LVIII
A uma Madona
Madona, minha amante, eu quero te elevar,
No melhor do meu ser, um subterráneo altar;
Abrir no coração, recatado, escondido,
Longe dos maus, do olhar do mundo pervertido,
Um lindo nicho azul de cúpula doirada,
E ali hei de erigir-te, Imágem, deslumbrada!
Com meus Versos subtis, do mais puro metal,
N’um paciente labor, com rimas de cristal,
Formarei um Diadema enorme p’ra toucar-te;
E com meu próprio ciume hei de saber talhar-te,
Ó Madona terrestre, um Manto inegualado,
Sóbrio e farto burel de Suspeitas forrado,
Que, como uma guarita, encerre o teu encanto;
Bordá-lo-ei depois co’as perlas do meu Pranto!

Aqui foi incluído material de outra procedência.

//! Truth ancestry of trajectories
use std::collections::hash_map::Entry;

use ahash::{AHashMap, AHashSet};
use log::warn;
use petgraph::{
    prelude::{DiGraph, NodeIndex},
    visit::Dfs,
};

use crate::event::Trajectory;

/// PDG code of the neutron
pub const NEUTRON: i32 = 2112;

/// Trajectories below this initial energy (in MeV) count as low-energy
///
/// Mostly delta rays, which often leave the active volume without
/// telling us anything about the containment of the event.
pub const LOW_ENERGY_THRESHOLD: f64 = 10.;

/// Track ids of all neutrons and everything they produced
pub fn neutron_descendants(trajectories: &[Trajectory]) -> AHashSet<i32> {
    descendants(trajectories, |t| t.id.id() == NEUTRON)
}

/// Track ids of trajectories selected by `is_root` and all their descendants
///
/// The result does not depend on the order of `trajectories`: children
/// may appear before their parents. A parent id that does not refer to any
/// trajectory makes the trajectory a root of the ancestry graph. Repeated
/// track ids share one node, with the parents of all copies, and the node
/// is a root if any copy is.
pub fn descendants<F>(trajectories: &[Trajectory], is_root: F) -> AHashSet<i32>
where
    F: Fn(&Trajectory) -> bool,
{
    let mut g = DiGraph::<i32, ()>::with_capacity(
        trajectories.len(),
        trajectories.len(),
    );
    let mut nodes: AHashMap<i32, NodeIndex> =
        AHashMap::with_capacity(trajectories.len());
    for traj in trajectories {
        match nodes.entry(traj.track_id) {
            Entry::Occupied(_) => {
                warn!("Repeated trajectory with track id {}", traj.track_id)
            }
            Entry::Vacant(entry) => {
                entry.insert(g.add_node(traj.track_id));
            }
        }
    }
    for traj in trajectories {
        let Some(&parent) = nodes.get(&traj.parent_id) else {
            continue;
        };
        let child = nodes[&traj.track_id];
        if parent != child {
            g.update_edge(parent, child, ());
        }
    }

    let mut family = AHashSet::new();
    // the discovered set is shared between searches, so every node is
    // visited at most once
    let mut dfs = Dfs::empty(&g);
    for root in trajectories.iter().filter(|t| is_root(t)) {
        dfs.move_to(nodes[&root.track_id]);
        while let Some(nx) = dfs.next(&g) {
            family.insert(g[nx]);
        }
    }
    family
}

/// Track ids of trajectories with initial energy below `threshold`
pub fn low_energy_ids(trajectories: &[Trajectory], threshold: f64) -> AHashSet<i32> {
    trajectories
        .iter()
        .filter(|t| t.energy() < threshold)
        .map(|t| t.track_id)
        .collect()
}

#[cfg(test)]
mod tests {
    use super::*;
    use particle_id::ParticleID;

    fn traj(track_id: i32, parent_id: i32, pdg: i32, e: f64) -> Trajectory {
        Trajectory::new(track_id, parent_id, ParticleID::new(pdg), [e, 0., 0., 0.])
    }

    fn sorted(ids: AHashSet<i32>) -> Vec<i32> {
        let mut ids = Vec::from_iter(ids);
        ids.sort_unstable();
        ids
    }

    #[test]
    fn neutron_and_photon() {
        let trajs = [traj(1, 0, 2112, 1000.), traj(2, 1, 22, 5.)];
        assert_eq!(sorted(neutron_descendants(&trajs)), [1, 2]);
    }

    #[test]
    fn unrelated_tracks_excluded() {
        let trajs = [
            traj(1, 0, 13, 2000.),
            traj(2, 0, 2212, 300.),
            traj(3, 2, 2112, 50.),
            traj(4, 3, 2212, 20.),
            traj(5, 4, 11, 1.),
            traj(6, 1, 11, 3.),
            traj(7, 2, 22, 4.),
        ];
        assert_eq!(sorted(neutron_descendants(&trajs)), [3, 4, 5]);
    }

    #[test]
    fn children_before_parents() {
        let trajs = [
            traj(5, 4, 11, 1.),
            traj(4, 3, 2212, 20.),
            traj(3, 2, 2112, 50.),
            traj(2, 0, 2212, 300.),
        ];
        assert_eq!(sorted(neutron_descendants(&trajs)), [3, 4, 5]);
    }

    #[test]
    fn matches_single_pass_when_ordered() {
        let trajs = [
            traj(1, 0, 14, 3000.),
            traj(2, 1, 2112, 900.),
            traj(3, 1, 211, 400.),
            traj(4, 2, 2212, 100.),
            traj(5, 3, 2112, 40.),
            traj(6, 5, 22, 2.),
            traj(7, 4, 11, 0.5),
            traj(8, 3, 13, 60.),
        ];
        let mut single_pass = Vec::new();
        for t in &trajs {
            if t.id.id() == NEUTRON || single_pass.contains(&t.parent_id) {
                single_pass.push(t.track_id);
            }
        }
        single_pass.sort_unstable();
        assert_eq!(sorted(neutron_descendants(&trajs)), single_pass);
    }

    #[test]
    fn closed_under_parent_relation() {
        let trajs = [
            traj(1, 0, 2112, 900.),
            traj(2, 1, 2212, 100.),
            traj(3, 2, 11, 1.),
            traj(4, 0, 211, 200.),
            traj(5, 4, 2112, 30.),
            traj(6, 5, 22, 3.),
            traj(7, 99, 22, 3.),
        ];
        let family = neutron_descendants(&trajs);
        for t in trajs.iter().filter(|t| family.contains(&t.track_id)) {
            assert!(t.id.id() == NEUTRON || family.contains(&t.parent_id));
        }
        assert!(!family.contains(&7));
    }

    #[test]
    fn duplicates_and_cycles() {
        let trajs = [
            traj(1, 2, 2112, 10.),
            traj(2, 1, 22, 10.),
            traj(2, 0, 22, 10.),
            traj(3, 3, 22, 10.),
        ];
        assert_eq!(sorted(neutron_descendants(&trajs)), [1, 2]);
    }

    #[test]
    fn repeated_track_id() {
        let trajs = [traj(1, 0, 22, 10.), traj(1, 0, 2112, 10.)];
        assert_eq!(sorted(neutron_descendants(&trajs)), [1]);

        let trajs = [
            traj(1, 0, 22, 10.),
            traj(2, 1, 11, 5.),
            traj(3, 0, 13, 500.),
            traj(1, 3, 2112, 10.),
        ];
        assert_eq!(sorted(neutron_descendants(&trajs)), [1, 2]);
    }

    #[test]
    fn no_trajectories() {
        assert!(neutron_descendants(&[]).is_empty());
        assert!(low_energy_ids(&[], LOW_ENERGY_THRESHOLD).is_empty());
    }

    #[test]
    fn low_energy() {
        let trajs = [
            traj(1, 0, 13, 2000.),
            traj(2, 1, 11, 9.99),
            traj(3, 1, 11, 10.),
            traj(4, 0, 22, 0.),
        ];
        assert_eq!(sorted(low_energy_ids(&trajs, LOW_ENERGY_THRESHOLD)), [2, 4]);
        assert_eq!(sorted(low_energy_ids(&trajs, 0.)), Vec::<i32>::new());
    }

    #[test]
    fn idempotent() {
        let trajs = [traj(1, 0, 2112, 1000.), traj(2, 1, 22, 5.), traj(3, 0, 13, 500.)];
        assert_eq!(
            sorted(neutron_descendants(&trajs)),
            sorted(neutron_descendants(&trajs))
        );
        assert_eq!(
            sorted(low_energy_ids(&trajs, LOW_ENERGY_THRESHOLD)),
            sorted(low_energy_ids(&trajs, LOW_ENERGY_THRESHOLD))
        );
    }
}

Teu Vestido será meu Desejo fremente,
Que ora sobe ora desce, inquieto, impaciente,
A baloiçar no monte, a repoisar no prado,
De beijos a vestir teu corpo albi-rosado.
Farei do meu Respeito os Chapins pequeninos
Com que heide preservar-te os pèsinhos divinos,
E onde se ha de imprimir, como em cera ou em neve,
A fórma do teu pé, tam pequeno e tam leve.

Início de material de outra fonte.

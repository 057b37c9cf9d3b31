//! Event loop of the containment study
use std::{fs::File, io::BufWriter, path::Path};

use log::{debug, info, warn};

use crate::{
    containment::{reco_energy, ContainmentClassifier},
    error::Result,
    event::{Event, EventRecord, GenieRecord},
    histogram::{Binning, Hist1D, Hist2D},
    selection::{
        is_cc_inclusive, neutrino_four_momentum, particles_for_pdg, q_squared,
        CHARGED_PIONS, MUONS,
    },
    style::Style,
    util::{kinetic_energy, GEV_TO_MEV},
};

/// Number of events classified together before merging into the summary
///
/// Sequential, parallel and streaming runs use the same batches and merge
/// them in order, so their results agree exactly.
pub const EVENT_BATCH_SIZE: usize = 1_000;

/// Q² binning in GeV²
pub const Q2_BINNING: Binning = Binning::uniform(25, 0., 5.);

/// Pion kinetic energy binning in GeV
pub const PION_ENERGY_BINNING: Binning = Binning::uniform(20, 0., 1.);

/// What happened to an event
#[derive(Clone, Debug, PartialEq)]
pub enum EventOutcome {
    /// No muon among the primary particles
    NotSignal,
    /// No primary vertex
    MissingVertex,
    /// No incoming neutrino in the generator record
    MissingNeutrino,
    /// No primary muon to compute Q² from
    MissingMuon,
    Classified(Classification),
}

#[derive(Clone, Debug, PartialEq)]
pub struct Classification {
    /// Q² in GeV²
    pub q2: f64,
    pub contained: bool,
    /// Primary charged pions, only filled for contained events
    pub pions: Vec<PionEnergy>,
}

/// True and deposited energy of a primary pion in GeV
#[derive(Copy, Clone, Debug, PartialEq)]
pub struct PionEnergy {
    pub true_kinetic: f64,
    pub deposited: f64,
}

#[derive(Copy, Clone, Debug, Default, PartialEq)]
pub struct Analysis {
    pub classifier: ContainmentClassifier,
}

impl Analysis {
    pub fn new(classifier: ContainmentClassifier) -> Self {
        Self { classifier }
    }

    /// Classify a single event
    pub fn process(&self, event: &Event, genie: &GenieRecord) -> EventOutcome {
        use EventOutcome::*;

        // TODO: full spill simulations have several vertices per event
        let Some(vertex) = event.primaries.first() else {
            return MissingVertex;
        };
        if !is_cc_inclusive(vertex.particles.iter().map(|p| p.id.id())) {
            return NotSignal;
        }
        let contained = self.classifier.is_event_contained(event);
        let Some(nu) = neutrino_four_momentum(genie) else {
            return MissingNeutrino;
        };
        let Some(muon) = particles_for_pdg(&vertex.particles, &MUONS).next() else {
            return MissingMuon;
        };
        let q2 = q_squared(&muon.p, &nu);

        let pions = if contained {
            particles_for_pdg(&vertex.particles, &CHARGED_PIONS)
                .map(|pion| PionEnergy {
                    true_kinetic: kinetic_energy(&pion.p) / GEV_TO_MEV,
                    deposited: reco_energy(event.segments(), pion.track_id) / GEV_TO_MEV,
                })
                .collect()
        } else {
            Vec::new()
        };
        Classified(Classification {
            q2,
            contained,
            pions,
        })
    }

    /// Classify all events in order
    pub fn run(&self, records: &[EventRecord]) -> Summary {
        info!("Looping over {} events", records.len());
        let mut summary = Summary::new();
        self.run_batches(&mut summary, records, records.len());
        summary
    }

    /// Classify events in parallel batches
    ///
    /// The result is identical to that of [Analysis::run].
    #[cfg(feature = "multi-threading")]
    pub fn run_parallel(&self, records: &[EventRecord]) -> Summary {
        info!("Looping over {} events", records.len());
        let mut summary = Summary::new();
        self.run_batches_parallel(&mut summary, records, records.len());
        summary
    }

    /// Classify a stream of events, one block of batches at a time
    ///
    /// Only the current block is kept in memory. `total` is the expected
    /// number of events and only used for progress messages. The result
    /// is identical to that of [Analysis::run] on all events at once.
    pub fn run_stream<I>(&self, records: I, total: usize) -> Result<Summary>
    where
        I: IntoIterator<Item = Result<EventRecord>>,
    {
        info!("Looping over {total} events");
        let block_size = EVENT_BATCH_SIZE * batches_per_block();
        let mut records = records.into_iter();
        let mut block = Vec::with_capacity(block_size);
        let mut summary = Summary::new();
        loop {
            block.clear();
            for record in records.by_ref().take(block_size) {
                block.push(record?);
            }
            if block.is_empty() {
                return Ok(summary);
            }
            #[cfg(feature = "multi-threading")]
            self.run_batches_parallel(&mut summary, &block, total);
            #[cfg(not(feature = "multi-threading"))]
            self.run_batches(&mut summary, &block, total);
        }
    }

    /// Classify `records` batch by batch and merge into `summary`
    ///
    /// Event numbers continue after the `summary.nevents` events already
    /// processed.
    pub fn run_batches(&self, summary: &mut Summary, records: &[EventRecord], total: usize) {
        let progress = Progress::new(total);
        for batch in records.chunks(EVENT_BATCH_SIZE) {
            let partial = self.classify_batch(summary.nevents, batch);
            progress.merge_into(summary, &partial);
        }
    }

    /// Parallel version of [Analysis::run_batches]
    #[cfg(feature = "multi-threading")]
    pub fn run_batches_parallel(
        &self,
        summary: &mut Summary,
        records: &[EventRecord],
        total: usize,
    ) {
        use rayon::prelude::*;

        let offset = summary.nevents;
        let partials: Vec<_> = records
            .par_chunks(EVENT_BATCH_SIZE)
            .enumerate()
            .map(|(batch_nr, batch)| {
                let partial = self.classify_batch(offset + batch_nr * EVENT_BATCH_SIZE, batch);
                debug!("Finished batch {batch_nr}");
                partial
            })
            .collect();
        let progress = Progress::new(total);
        for partial in &partials {
            progress.merge_into(summary, partial);
        }
    }

    fn classify_batch(&self, offset: usize, batch: &[EventRecord]) -> Summary {
        let mut partial = Summary::new();
        for (n, record) in batch.iter().enumerate() {
            let outcome = self.process(&record.event, &record.genie);
            partial.integrate_logged(offset + n, &outcome);
        }
        partial
    }
}

#[cfg(feature = "multi-threading")]
fn batches_per_block() -> usize {
    rayon::current_num_threads()
}

#[cfg(not(feature = "multi-threading"))]
fn batches_per_block() -> usize {
    1
}

/// Reports progress every 10% of the expected events
#[derive(Copy, Clone, Debug)]
struct Progress {
    total: usize,
    step: usize,
}

impl Progress {
    fn new(total: usize) -> Self {
        Self {
            total,
            step: std::cmp::max(total / 10, 1),
        }
    }

    /// Whether going from `before` to `after` events completes a step
    fn completes_step(&self, before: usize, after: usize) -> bool {
        after / self.step > before / self.step
    }

    fn merge_into(&self, summary: &mut Summary, partial: &Summary) {
        let before = summary.nevents;
        summary.merge(partial);
        let after = summary.nevents;
        if self.completes_step(before, after) {
            info!("Processed {after} of {} events", self.total);
        }
    }
}

/// Accumulated results of the containment study
#[derive(Clone, Debug, PartialEq)]
pub struct Summary {
    pub nevents: usize,
    pub not_signal: usize,
    pub missing_vertex: usize,
    pub missing_neutrino: usize,
    pub missing_muon: usize,
    pub classified: usize,
    pub contained: usize,
    /// Q² of all selected events
    pub q2_all: Hist1D,
    /// Q² of contained events
    pub q2_cont: Hist1D,
    /// Deposited vs. true kinetic energy of primary charged pions
    pub pi_energy_smearing: Hist2D,
}

impl Default for Summary {
    fn default() -> Self {
        Self::new()
    }
}

impl Summary {
    pub fn new() -> Self {
        Self {
            nevents: 0,
            not_signal: 0,
            missing_vertex: 0,
            missing_neutrino: 0,
            missing_muon: 0,
            classified: 0,
            contained: 0,
            q2_all: Hist1D::new(Q2_BINNING),
            q2_cont: Hist1D::new(Q2_BINNING),
            pi_energy_smearing: Hist2D::new(PION_ENERGY_BINNING, PION_ENERGY_BINNING),
        }
    }

    pub fn integrate(&mut self, outcome: &EventOutcome) {
        use EventOutcome::*;
        self.nevents += 1;
        match outcome {
            NotSignal => self.not_signal += 1,
            MissingVertex => self.missing_vertex += 1,
            MissingNeutrino => self.missing_neutrino += 1,
            MissingMuon => self.missing_muon += 1,
            Classified(class) => {
                self.classified += 1;
                self.q2_all.fill(class.q2);
                if !class.contained {
                    return;
                }
                self.contained += 1;
                self.q2_cont.fill(class.q2);
                for pion in &class.pions {
                    self.pi_energy_smearing
                        .fill(pion.true_kinetic, pion.deposited);
                }
            }
        }
    }

    fn integrate_logged(&mut self, evt: usize, outcome: &EventOutcome) {
        match outcome {
            EventOutcome::MissingVertex => warn!("Event {evt}: no primary vertex"),
            EventOutcome::MissingNeutrino => warn!("Event {evt}: no incoming neutrino"),
            EventOutcome::MissingMuon => warn!("Event {evt}: no primary muon"),
            _ => {}
        }
        self.integrate(outcome)
    }

    pub fn merge(&mut self, other: &Self) {
        self.nevents += other.nevents;
        self.not_signal += other.not_signal;
        self.missing_vertex += other.missing_vertex;
        self.missing_neutrino += other.missing_neutrino;
        self.missing_muon += other.missing_muon;
        self.classified += other.classified;
        self.contained += other.contained;
        self.q2_all.merge(&other.q2_all);
        self.q2_cont.merge(&other.q2_cont);
        self.pi_energy_smearing.merge(&other.pi_energy_smearing);
    }

    /// Fraction of contained events as a function of Q²
    pub fn containment_fraction(&self) -> Result<Hist1D> {
        self.q2_cont.divide(&self.q2_all)
    }

    pub fn log(&self) {
        info!("Events: {}", self.nevents);
        info!("Not CC-inclusive: {}", self.not_signal);
        info!(
            "Skipped: {} without vertex, {} without neutrino, {} without muon",
            self.missing_vertex, self.missing_neutrino, self.missing_muon
        );
        info!("Selected: {}, contained: {}", self.classified, self.contained);
    }

    /// Write histogram tables to `outdir`
    pub fn write(&self, outdir: &Path, style: &Style) -> Result<()> {
        let tables = [
            ("q2_all.dat", "Q^2 (GeV); N. events", &self.q2_all),
            ("q2_cont.dat", "Q^2 (GeV); N. events", &self.q2_cont),
        ];
        for (name, labels, hist) in tables {
            let path = outdir.join(name);
            debug!("Writing {path:?}");
            let mut out = BufWriter::new(File::create(path)?);
            style.write_header(&mut out)?;
            writeln_labels(&mut out, labels)?;
            hist.write_table(&mut out)?;
        }

        let path = outdir.join("q2_cont_fraction.dat");
        debug!("Writing {path:?}");
        let mut out = BufWriter::new(File::create(path)?);
        style.write_header(&mut out)?;
        writeln_labels(&mut out, "Q^2 (GeV); Containment fraction")?;
        self.containment_fraction()?.write_table(&mut out)?;

        let path = outdir.join("pi_energy_smearing.dat");
        debug!("Writing {path:?}");
        let mut out = BufWriter::new(File::create(path)?);
        style.write_header(&mut out)?;
        writeln_labels(
            &mut out,
            "p_{#pi}^{true} (GeV); p_{#pi}^{reco} (GeV); N. events",
        )?;
        self.pi_energy_smearing.write_table(&mut out)?;
        Ok(())
    }
}

fn writeln_labels(mut out: impl std::io::Write, labels: &str) -> std::io::Result<()> {
    writeln!(out, "# {labels}")
}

Mau grado o meu esforço e toda a minha arte,
Não podendo uma Lua argêntea colocar-te
Á laia de Escabelo, hei de a teus pés depor
A Serpente infernal, o monstro roedor
Que me lacera o peito, e tu has de-a pisar,
Como um verme soez, sob o teu calcanhar.
Verás então fulgir a luz dos Sonhos meus,
Como Círios no altar da Virgem mãe de Deus,
Iluminando o fundo azul do teu abrigo,
O teu vulto a envolver n’um doce olhar amigo!
E como te estremece o que ha de bom em mim,
Tudo transformarei em Nardo e Benjoim.
E em ondas de vapor, branca Serra nevada,
Ha de elevar-se a ti, minh’Alma atormentada.
E para completar teu papel de Maria,
E para conjugar o amor co’a barbaria,
Ó negra embriaguez! dos Pecados mortaes,
Carrasco bestial, farei sete Punhaes,
Cortantes a valer, e a um por um, a eito,
A todos cravarei, ó Virgem, no teu peito,
Em pleno Coração, no teu peito anhelante,
Em teu peito a sangrar, Madona, minha amante!